A.- Robert Bodenmann arbeitete ab ca. 1960 für den Kläger, der in Herisau eine gewerbliche Glasbläserei mit mehreren Angestellten betreibt. Seine Ehefrau, Theresia BodenmannSchmitz (Beklagte), besorgte während vieler Jahre im gleichen Betrieb Reinigungsarbeiten. 
 
Ab 1. Oktober 1980 vermietete der Kläger an Robert Bodenmann eine 3 1/2 Zimmerwohnung im 3. Stock seines Mehrfamilienhauses "Im Güetli" in Herisau für einen monatlichen Mietzins von Fr. 300.--, die Kosten für Heizung, Warmwasseraufbereitung und Wasserkonsum eingeschlossen. Anlässlich seiner Pensionierung im Jahre 1986 erhielt Robert Bodenmann aus vorobligatorischer Altersvorsorge, an die er selber keine Beiträge geleistet hatte, ein einmaliges Pensionsgeld von Fr. 17'500.-- ausbezahlt. Zusammen mit seiner Ehefrau blieb er in der Mietwohnung, bezahlte aber in der Folge im Einverständnis mit dem Kläger keinerlei Mietzins mehr. 
 
Mit Schreiben vom 1. März und 15. Juni 1992 forderte der Kläger die Eheleute Bodenmann auf, sich eine neue Wohnung zu suchen. Diese machten daraufhin geltend, es sei ihnen ein lebenslängliches unentgeltliches Wohnrecht eingeräumt worden. In der Folge kündigte der Kläger die Wohnung am 30. August 1994 per 30. November 1994. Die angerufene Schlichtungsstelle für Miet- und Pachtverhältnisse trat am 16. November 1994 mangels Vorliegens eines Mietverhältnisses auf die Streitsache nicht ein. 
 
 
B.- Am 20. März 1995 ersuchte der Kläger um Ausweisung der Eheleute Bodenmann und um Verpflichtung derselben zur Zahlung von Fr. 3'000.-- nebst Zins. Die Eheleute Bodenmann verlangten widerklageweise die Feststellung, es stehe ihnen an der zur Zeit bewohnten Wohnung ein lebenslängliches unentgeltliches Wohnrecht zu. Zudem ersuchten sie um Eintragung dieses Wohnrechts im Grundbuch von Herisau. Am 18. Januar 1996 verstarb Robert Bodenmann. Mit Urteil vom 16. September 1998 wies das Kantonsgericht von Appenzell Ausserrhoden (5. Abteilung) die Klage ab und hiess die Widerklage in Bezug auf das Feststellungsbegehren gut. Hinsichtlich des Eintragungsbegehrens schrieb es die Widerklage zufolge Rückzugs als erledigt ab. Gleich entschied auf Appellation des Klägers das Obergericht des Kantons Appenzell Ausserrhoden am 23. November 1999. 
 
C.- Der Kläger hat das Urteil des Obergerichts erfolglos mit staatsrechtlicher Beschwerde angefochten. Mit eidgenössischer Berufung beantragt er dem Bundesgericht, das angefochtene Urteil aufzuheben und die Klage gutzuheissen, eventualiter die Sache zur Beweisergänzung und Neubeurteilung an die Vorinstanz zurückzuweisen. 
 
Die Beklagte schliesst auf Abweisung der Berufung. 

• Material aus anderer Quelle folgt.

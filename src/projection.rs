use serde::{Deserialize, Serialize};

use crate::dataset::HistoricalMatch;

#[derive(Debug, Clone, Copy, PartialEq, Eq, PartialOrd, Ord, Hash, Serialize, Deserialize)]
pub enum Side {
    Home,
    Away,
}

impl Side {
    pub fn other(self) -> Side {
        match self {
            Side::Home => Side::Away,
            Side::Away => Side::Home,
        }
    }
}

#[derive(Debug, Clone, Copy, PartialEq, Eq, Serialize, Deserialize)]
pub struct TimedGoal {
    pub minute: u16,
    pub side: Side,
}

/// Score of a historical match at a cut minute, plus everything scored afterwards.
#[derive(Debug, Clone, PartialEq, Eq, Serialize, Deserialize)]
pub struct MatchState {
    pub cut: u16,
    pub home_at_cut: u32,
    pub away_at_cut: u32,
    /// Goals with minute strictly greater than `cut`, ascending by minute.
    pub post_cut: Vec<TimedGoal>,
}

impl MatchState {
    pub fn score_at_cut(&self) -> (u32, u32) {
        (self.home_at_cut, self.away_at_cut)
    }

    pub fn has_post_cut_goal(&self) -> bool {
        !self.post_cut.is_empty()
    }

    /// Side that scored first after the cut. `None` when no goal followed or when both sides
    /// scored in that same minute.
    pub fn first_after_cut(&self) -> Option<Side> {
        opening_side(&self.post_cut)
    }
}

/// Side of the earliest goal in a chronological list, unless the other side also scored in
/// that minute. Minutes carry no finer ordering.
pub fn opening_side(goals: &[TimedGoal]) -> Option<Side> {
    let first = goals.first()?;
    sole_side(goals.iter().take_while(|g| g.minute == first.minute), first.side)
}

/// Side of the latest goal, with the same-minute rule of [`opening_side`].
pub fn closing_side(goals: &[TimedGoal]) -> Option<Side> {
    let last = goals.last()?;
    sole_side(goals.iter().rev().take_while(|g| g.minute == last.minute), last.side)
}

fn sole_side<'a>(mut same_minute: impl Iterator<Item = &'a TimedGoal>, side: Side) -> Option<Side> {
    same_minute.all(|g| g.side == side).then_some(side)
}

/// Projects the match state at `cut` from the stored goal minutes.
///
/// The minute lists are trusted as-is; a list that disagrees with the final score is not
/// corrected here.
pub fn project_state(m: &HistoricalMatch, cut: u16) -> MatchState {
    let home_at_cut = m.home_goal_minutes.iter().filter(|&&x| x <= cut).count() as u32;
    let away_at_cut = m.away_goal_minutes.iter().filter(|&&x| x <= cut).count() as u32;

    let mut post_cut = tag_goals(m, |minute| minute > cut);
    sort_goals(&mut post_cut);

    MatchState {
        cut,
        home_at_cut,
        away_at_cut,
        post_cut,
    }
}

/// Every recorded goal of the match in chronological order; within a minute home goals are
/// listed first.
pub fn timeline(m: &HistoricalMatch) -> Vec<TimedGoal> {
    let mut goals = tag_goals(m, |_| true);
    sort_goals(&mut goals);
    goals
}

fn tag_goals(m: &HistoricalMatch, keep: impl Fn(u16) -> bool) -> Vec<TimedGoal> {
    let home = m.home_goal_minutes.iter().map(|&minute| TimedGoal {
        minute,
        side: Side::Home,
    });
    let away = m.away_goal_minutes.iter().map(|&minute| TimedGoal {
        minute,
        side: Side::Away,
    });
    home.chain(away).filter(|g| keep(g.minute)).collect()
}

fn sort_goals(goals: &mut [TimedGoal]) {
    goals.sort_by(|a, b| a.minute.cmp(&b.minute).then(a.side.cmp(&b.side)));
}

Das Obergericht hat auf Vernehmlassung verzichtet. 
 
Das Bundesgericht zieht in Erwägung: 
 
1.- a) Im Berufungsverfahren hat das Bundesgericht seiner Entscheidung die tatsächlichen Feststellungen der Vorinstanz als wahr und vollständig zugrunde zu legen, es sei denn, sie beruhten auf einem offensichtlichen Versehen, seien unter Verletzung bundesrechtlicher Beweisvorschriften zustandegekommen oder bedürften der Ergänzung, weil das Sachgericht in fehlerhafter Rechtsanwendung einen gesetzlichen Tatbestand nicht oder nicht hinreichend klärte, obgleich ihm entscheidwesentliche Behauptungen und Beweisanerbieten dazu prozesskonform unterbreitet worden waren (Art. 63 und 64 OG; BGE 123 III 110 E. 2; 115 II 484 E. 2a). Werden Ausnahmen von der Bindung des Bundesgerichts an die tatsächlichen Feststellungen der oberen kantonalen Instanz geltend gemacht, hat die Partei, die den Sachverhalt berichtigt oder ergänzt wissen will, darüber genaue Angaben mit Aktenhinweisen zu machen (Art. 55 Abs. 1 lit. d OG). Eine Ergänzung setzt zudem voraus, dass entsprechende Sachbehauptungen bereits im kantonalen Verfahren prozesskonform aufgestellt, von der Vorinstanz aber zu Unrecht für unerheblich gehalten oder übersehen worden sind, was wiederum näher anzugeben ist. Ohne diese Angaben gelten Vorbringen, welche über die tatsächlichen Feststellungen im angefochtenen Urteil hinausgehen, als neu und damit als unzulässig (Art. 55 Abs. 1 lit. c OG). 
 
 
 
b) In seiner Berufung, deren Begründung im Wesentlichen derjenigen der staatsrechtlichen Beschwerde entspricht, rügt der Kläger unter anderem Verletzungen seines Gehörsanspruchs und des Willkürverbotes durch das Obergericht. 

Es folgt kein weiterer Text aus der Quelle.